Density analysis producing extreme values?

Question

I have point data of gas flares and I am trying to create a simple density raster of those flares. Results are either 0 or in the 100,000-1,000,000 range (when there's 5 to 40 or so points in each box).

At least as I see it, I am trying to do the most basic of point density analyses. I'm just simply trying to count up how many points are in that box! I'm using a reference raster of 15 arcseconds. My point density dialogue is as below. Note that I've tried it two different ways with very similar results. Any suggestions of where I'm going wrong? I'm guessing it has to do with my search radius, but how do I tell Arc I want my search radius to be the same as the pixel?

Dialogue:

Results:

Environments: Processing extent same as reference raster
Input: Gas Flares Points
Population: none
Output: ...\Flare_Dens.tif
Output cell size: 0.004167 (15 arcsecs in dec degrees, same as raster I'm snapping to)
Neighborhood: Rectangle
Radius: Map, 0.004167 x 0.004167

OR (getting similar results in the >100,000 range)
Radius: Cell, 1 x 1

Answer 1

Sounds like a projection issue to me. Your data and analysis is being performed in decimal degrees - implying a geographic coordinate system. And yes, your map units are decimal degrees as evidenced by your screenshots. This is part of the problem. Generally in order to do calcuations related to area and length you want to be in a projected coordinate system, which is why I suggest a UTM zone projection using meters.

The area units I refer to in my comment is in the Point Density tool - last parameter which your question doesn't mention and screenshot doesn't show (you need to scroll down or make the dialog box bigger). That controls the unit values of your output raster and performs the unit conversion for the density units - ie your data could be in meters but you could set that to square feet and your output raster units would be density/sf.

The key here is that cell size units and density value units are independent of each other. You can have a one kilometer square area (cell) where the density of gas flares is 0.345 per square foot. You could also have a one foot square cell where the density is 300 per square kilometer. In your case, your cell is a fraction of a square degree. The default area unit would be one square degree. Therefore 18 points in your cell translates to a density of x per some small fraction of a degree, times whatever it takes to get a full square degree (extrapolating out to the chosen/default area unit), equals the extreme values you're seeing. You could set the area unit to square feet or something, but since there's no direct, uniform conversion between a degree and a foot, you still may not get accurate results - which is why it's best to project your data first.

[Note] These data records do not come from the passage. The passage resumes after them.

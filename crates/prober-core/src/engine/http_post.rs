//! HTTP POST strategy
//!
//! The request body depends on the declared content kind. See
//! [`ContentKind`] for the selection table.

use super::http::HttpProber;
use crate::contracts::{HttpHeader, ProbeOutcome};
use crate::error::Result;
use reqwest::header::{HeaderMap, HeaderValue, CONTENT_TYPE};
use reqwest::Url;
use std::collections::BTreeMap;
use std::time::Duration;

pub const CONTENT_TYPE_JSON: &str = "application/json";
pub const CONTENT_TYPE_FORM: &str = "application/x-www-form-urlencoded";

/// How a POST body is encoded
#[derive(Debug, Clone, Copy, PartialEq, Eq)]
pub enum ContentKind {
    /// Body string sent verbatim as JSON
    Json,
    /// Form values urlencoded into the body
    UrlEncodedForm,
    /// Body bytes sent verbatim under the caller's content type
    Raw,
}

impl ContentKind {
    /// Kind for a declared `Content-Type` value (parameters ignored)
    pub fn from_content_type(value: &str) -> Self {
        let media_type = value.split(';').next().unwrap_or_default().trim();
        if media_type.eq_ignore_ascii_case(CONTENT_TYPE_JSON) {
            ContentKind::Json
        } else if media_type.eq_ignore_ascii_case(CONTENT_TYPE_FORM) {
            ContentKind::UrlEncodedForm
        } else {
            ContentKind::Raw
        }
    }

    /// Kind for a request.
    ///
    /// A declared `Content-Type` decides. Without one, form values mean a
    /// form and anything else is sent as JSON.
    pub fn resolve(headers: &HeaderMap, has_form: bool) -> Self {
        match headers.get(CONTENT_TYPE) {
            Some(value) => Self::from_content_type(value.to_str().unwrap_or_default()),
            None if has_form => ContentKind::UrlEncodedForm,
            None => ContentKind::Json,
        }
    }

    /// Content type to add when the caller declared none
    pub fn default_content_type(&self) -> Option<&'static str> {
        match self {
            ContentKind::Json => Some(CONTENT_TYPE_JSON),
            ContentKind::UrlEncodedForm => Some(CONTENT_TYPE_FORM),
            ContentKind::Raw => None,
        }
    }

    /// Request body for this kind
    pub fn encode(&self, body: &str, form: Option<&BTreeMap<String, Vec<String>>>) -> Vec<u8> {
        match (self, form) {
            (ContentKind::UrlEncodedForm, Some(form)) => encode_form(form).into_bytes(),
            _ => body.as_bytes().to_vec(),
        }
    }
}

/// Urlencode form values, keys sorted and values in order
pub fn encode_form(form: &BTreeMap<String, Vec<String>>) -> String {
    let mut serializer = url::form_urlencoded::Serializer::new(String::new());
    for (key, values) in form {
        for value in values {
            serializer.append_pair(key, value);
        }
    }
    serializer.finish()
}

impl HttpProber {
    /// Probe `url` with a POST request.
    ///
    /// Classification matches [`HttpProber::get`]. Only a failure to read the
    /// response body is returned as an error.
    pub async fn post(
        &self,
        url: &Url,
        headers: &[HttpHeader],
        form: Option<&BTreeMap<String, Vec<String>>>,
        body: &str,
        timeout: Duration,
    ) -> Result<ProbeOutcome> {
        let mut headers = match self.request_headers(headers) {
            Ok(headers) => headers,
            Err(reason) => return Ok(ProbeOutcome::failure(reason)),
        };

        let kind = ContentKind::resolve(&headers, form.is_some());
        if !headers.contains_key(CONTENT_TYPE) {
            if let Some(content_type) = kind.default_content_type() {
                headers.insert(CONTENT_TYPE, HeaderValue::from_static(content_type));
            }
        }
        tracing::debug!(%url, ?kind, "HTTP POST probe body");

        let request = self
            .client()
            .post(url.clone())
            .headers(headers)
            .body(kind.encode(body, form))
            .timeout(timeout);

        self.execute(request, url).await
    }
}
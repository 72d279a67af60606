//! Probe actions
//!
//! The wire form (`ProbeHandler`) mirrors the container-orchestration probe
//! schema, where each handler is an optional field. The engine only ever runs
//! the closed [`ProbeAction`] enum produced from it.

use serde::{Deserialize, Serialize};
use std::collections::BTreeMap;
use std::fmt;
use std::str::FromStr;
use std::time::Duration;

/// Probe handler as written in a probe file.
///
/// Any number of handlers may be present on the wire. Exactly one must be
/// populated for the handler to be runnable.
#[derive(Debug, Clone, Default, PartialEq, Serialize, Deserialize)]
#[serde(rename_all = "camelCase")]
pub struct ProbeHandler {
    /// Command executed against the target
    #[serde(default, skip_serializing_if = "Option::is_none")]
    pub exec: Option<ExecAction>,

    /// HTTP GET request
    #[serde(default, skip_serializing_if = "Option::is_none")]
    pub http_get: Option<HttpGetAction>,

    /// HTTP POST request
    #[serde(default, skip_serializing_if = "Option::is_none")]
    pub http_post: Option<HttpPostAction>,

    /// TCP connect
    #[serde(default, skip_serializing_if = "Option::is_none")]
    pub tcp_socket: Option<TcpSocketAction>,
}

impl ProbeHandler {
    /// Kinds of the populated handlers, in declaration order
    pub fn kinds(&self) -> Vec<ProbeKind> {
        let mut kinds = Vec::new();
        if self.exec.is_some() {
            kinds.push(ProbeKind::Exec);
        }
        if self.http_get.is_some() {
            kinds.push(ProbeKind::HttpGet);
        }
        if self.http_post.is_some() {
            kinds.push(ProbeKind::HttpPost);
        }
        if self.tcp_socket.is_some() {
            kinds.push(ProbeKind::TcpSocket);
        }
        kinds
    }

    /// Convert into the closed action type.
    ///
    /// Fails with the list of populated kinds unless exactly one handler is
    /// set; an empty list means no handler was given at all.
    pub fn into_action(self) -> Result<ProbeAction, Vec<ProbeKind>> {
        match self {
            ProbeHandler {
                exec: Some(action),
                http_get: None,
                http_post: None,
                tcp_socket: None,
            } => Ok(ProbeAction::Exec(action)),
            ProbeHandler {
                exec: None,
                http_get: Some(action),
                http_post: None,
                tcp_socket: None,
            } => Ok(ProbeAction::HttpGet(action)),
            ProbeHandler {
                exec: None,
                http_get: None,
                http_post: Some(action),
                tcp_socket: None,
            } => Ok(ProbeAction::HttpPost(action)),
            ProbeHandler {
                exec: None,
                http_get: None,
                http_post: None,
                tcp_socket: Some(action),
            } => Ok(ProbeAction::TcpSocket(action)),
            other => Err(other.kinds()),
        }
    }
}

impl From<ProbeAction> for ProbeHandler {
    fn from(action: ProbeAction) -> Self {
        match action {
            ProbeAction::Exec(a) => Self {
                exec: Some(a),
                ..Default::default()
            },
            ProbeAction::HttpGet(a) => Self {
                http_get: Some(a),
                ..Default::default()
            },
            ProbeAction::HttpPost(a) => Self {
                http_post: Some(a),
                ..Default::default()
            },
            ProbeAction::TcpSocket(a) => Self {
                tcp_socket: Some(a),
                ..Default::default()
            },
        }
    }
}

/// A probe with exactly one action
#[derive(Debug, Clone, PartialEq)]
pub enum ProbeAction {
    Exec(ExecAction),
    HttpGet(HttpGetAction),
    HttpPost(HttpPostAction),
    TcpSocket(TcpSocketAction),
}

impl ProbeAction {
    pub fn kind(&self) -> ProbeKind {
        match self {
            ProbeAction::Exec(_) => ProbeKind::Exec,
            ProbeAction::HttpGet(_) => ProbeKind::HttpGet,
            ProbeAction::HttpPost(_) => ProbeKind::HttpPost,
            ProbeAction::TcpSocket(_) => ProbeKind::TcpSocket,
        }
    }
}

/// Discriminant for the probe mechanism
#[derive(Debug, Clone, Copy, PartialEq, Eq, Hash, Serialize, Deserialize)]
#[serde(rename_all = "camelCase")]
pub enum ProbeKind {
    Exec,
    HttpGet,
    HttpPost,
    TcpSocket,
}

impl fmt::Display for ProbeKind {
    fn fmt(&self, f: &mut fmt::Formatter<'_>) -> fmt::Result {
        let name = match self {
            ProbeKind::Exec => "exec",
            ProbeKind::HttpGet => "httpGet",
            ProbeKind::HttpPost => "httpPost",
            ProbeKind::TcpSocket => "tcpSocket",
        };
        f.write_str(name)
    }
}

/// A probe entry from a probe file: one handler plus its timeout
#[derive(Debug, Clone, PartialEq, Serialize, Deserialize)]
#[serde(rename_all = "camelCase")]
pub struct Probe {
    #[serde(flatten)]
    pub handler: ProbeHandler,

    /// Seconds after which the probe times out. Zero means one second.
    #[serde(default = "default_timeout_seconds")]
    pub timeout_seconds: u32,
}

fn default_timeout_seconds() -> u32 {
    1
}

impl Probe {
    pub fn new(handler: impl Into<ProbeHandler>) -> Self {
        Self {
            handler: handler.into(),
            timeout_seconds: default_timeout_seconds(),
        }
    }

    pub fn with_timeout_seconds(mut self, seconds: u32) -> Self {
        self.timeout_seconds = seconds;
        self
    }

    pub fn timeout(&self) -> Duration {
        Duration::from_secs(u64::from(self.timeout_seconds.max(1)))
    }
}

/// Run a command against the target
#[derive(Debug, Clone, Default, PartialEq, Serialize, Deserialize)]
#[serde(rename_all = "camelCase")]
pub struct ExecAction {
    /// Argument vector; the first element is the program
    #[serde(default)]
    pub command: Vec<String>,
}

impl ExecAction {
    pub fn new<I, S>(command: I) -> Self
    where
        I: IntoIterator<Item = S>,
        S: Into<String>,
    {
        Self {
            command: command.into_iter().map(Into::into).collect(),
        }
    }
}

/// Send an HTTP GET request to the target
#[derive(Debug, Clone, Default, PartialEq, Serialize, Deserialize)]
#[serde(rename_all = "camelCase")]
pub struct HttpGetAction {
    /// Request path, optionally with a query string
    #[serde(default)]
    pub path: String,

    /// Port number or declared port name
    pub port: PortSpec,

    /// Host to connect to; defaults to the target's pod IP
    #[serde(default)]
    pub host: String,

    #[serde(default)]
    pub scheme: Scheme,

    /// Custom headers; repeated names are sent as repeated headers
    #[serde(default, rename = "httpHeaders")]
    pub http_headers: Vec<HttpHeader>,
}

/// Send an HTTP POST request to the target
#[derive(Debug, Clone, Default, PartialEq, Serialize, Deserialize)]
#[serde(rename_all = "camelCase")]
pub struct HttpPostAction {
    #[serde(default)]
    pub path: String,

    pub port: PortSpec,

    #[serde(default)]
    pub host: String,

    #[serde(default)]
    pub scheme: Scheme,

    #[serde(default, rename = "httpHeaders")]
    pub http_headers: Vec<HttpHeader>,

    /// Literal request body for JSON and raw content
    #[serde(default)]
    pub body: String,

    /// Form values for urlencoded content
    #[serde(default, skip_serializing_if = "Option::is_none")]
    pub form: Option<BTreeMap<String, Vec<String>>>,
}

/// Open a TCP connection to the target
#[derive(Debug, Clone, Default, PartialEq, Serialize, Deserialize)]
#[serde(rename_all = "camelCase")]
pub struct TcpSocketAction {
    pub port: PortSpec,

    #[serde(default)]
    pub host: String,
}

/// One custom request header
#[derive(Debug, Clone, PartialEq, Eq, Serialize, Deserialize)]
pub struct HttpHeader {
    pub name: String,
    pub value: String,
}

impl HttpHeader {
    pub fn new(name: impl Into<String>, value: impl Into<String>) -> Self {
        Self {
            name: name.into(),
            value: value.into(),
        }
    }
}

/// Port given either as a number or as the name of a declared container port
#[derive(Debug, Clone, PartialEq, Eq, Serialize, Deserialize)]
#[serde(untagged)]
pub enum PortSpec {
    Number(i64),
    Name(String),
}

impl Default for PortSpec {
    fn default() -> Self {
        PortSpec::Number(0)
    }
}

impl From<i64> for PortSpec {
    fn from(port: i64) -> Self {
        PortSpec::Number(port)
    }
}

impl From<u16> for PortSpec {
    fn from(port: u16) -> Self {
        PortSpec::Number(i64::from(port))
    }
}

impl From<&str> for PortSpec {
    fn from(name: &str) -> Self {
        PortSpec::Name(name.to_string())
    }
}

impl fmt::Display for PortSpec {
    fn fmt(&self, f: &mut fmt::Formatter<'_>) -> fmt::Result {
        match self {
            PortSpec::Number(n) => write!(f, "{}", n),
            PortSpec::Name(name) => f.write_str(name),
        }
    }
}

/// URL scheme for HTTP probes
#[derive(Debug, Clone, Copy, Default, PartialEq, Eq, Hash, Serialize, Deserialize)]
#[serde(try_from = "String", into = "String")]
pub enum Scheme {
    #[default]
    Http,
    Https,
}

impl Scheme {
    pub fn as_str(&self) -> &'static str {
        match self {
            Scheme::Http => "http",
            Scheme::Https => "https",
        }
    }
}

impl fmt::Display for Scheme {
    fn fmt(&self, f: &mut fmt::Formatter<'_>) -> fmt::Result {
        f.write_str(self.as_str())
    }
}

impl FromStr for Scheme {
    type Err = String;

    fn from_str(s: &str) -> Result<Self, Self::Err> {
        match s.to_ascii_lowercase().as_str() {
            "" | "http" => Ok(Scheme::Http),
            "https" => Ok(Scheme::Https),
            other => Err(format!("unsupported scheme: {}", other)),
        }
    }
}

impl TryFrom<String> for Scheme {
    type Error = String;

    fn try_from(value: String) -> Result<Self, Self::Error> {
        value.parse()
    }
}

impl From<Scheme> for String {
    fn from(scheme: Scheme) -> Self {
        scheme.as_str().to_uppercase()
    }
}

The search radius just controls how far out from a given cell to look for points to count toward the density. You've already taken care of setting it to one cell in the Neighborhood section of the dialog box. The issue isn't that the tool is going beyond your cell to count points, it's a unit conversion/magnitude problem.

Long story short: project your data (something like UTM zone as appropriate to your area) before running Point Density.

Answer 2

The problem with the projections others have suggested is that you'll be unable to divide the spherical surface of the Earth into equally-sized cells using a rectangular grid. A discrete global grid would be most appropriate here as it will generate a grid of equally-sized, hexagonal cells.

I don't think Arc has the capability to do such things, but my package dggridR makes it easy enough if you have access to R:

library(dggridR)
library(dplyr)

#Construct a global grid with cells approximately 1000 miles across
dggs          <- dgconstruct(spacing=1000, metric=FALSE, resround='down')

#Load included test data set
data(dgquakes)

#Get the corresponding equally-sized, hexagonal grid cells for each 
#earthquake epicenter (lat-long pair)
dgquakes$cell <- dgtransform(dggs,dgquakes$lat,dgquakes$lon)

#Get the number of earthquakes in each equally-sized cell
quakecounts   <- dgquakes %>% group_by(cell) %>% summarise(count=n())

Plotting the result yields:

The cells do not appear to be of equal size because of the distortion imposed by the projection. The method others have suggested is to do such a projection and lay a rectalinear grid on top of it. From the image above, it should be obvious what a bad idea that can be. Choosing projections carefully and working in limited geographical areas reduces this error, but only so much.

If we reproject the same data onto a sphere, it is obvious that the cells are of equal size, as desired:

Naturally, you could choose a finer grid as appropriate for your data set.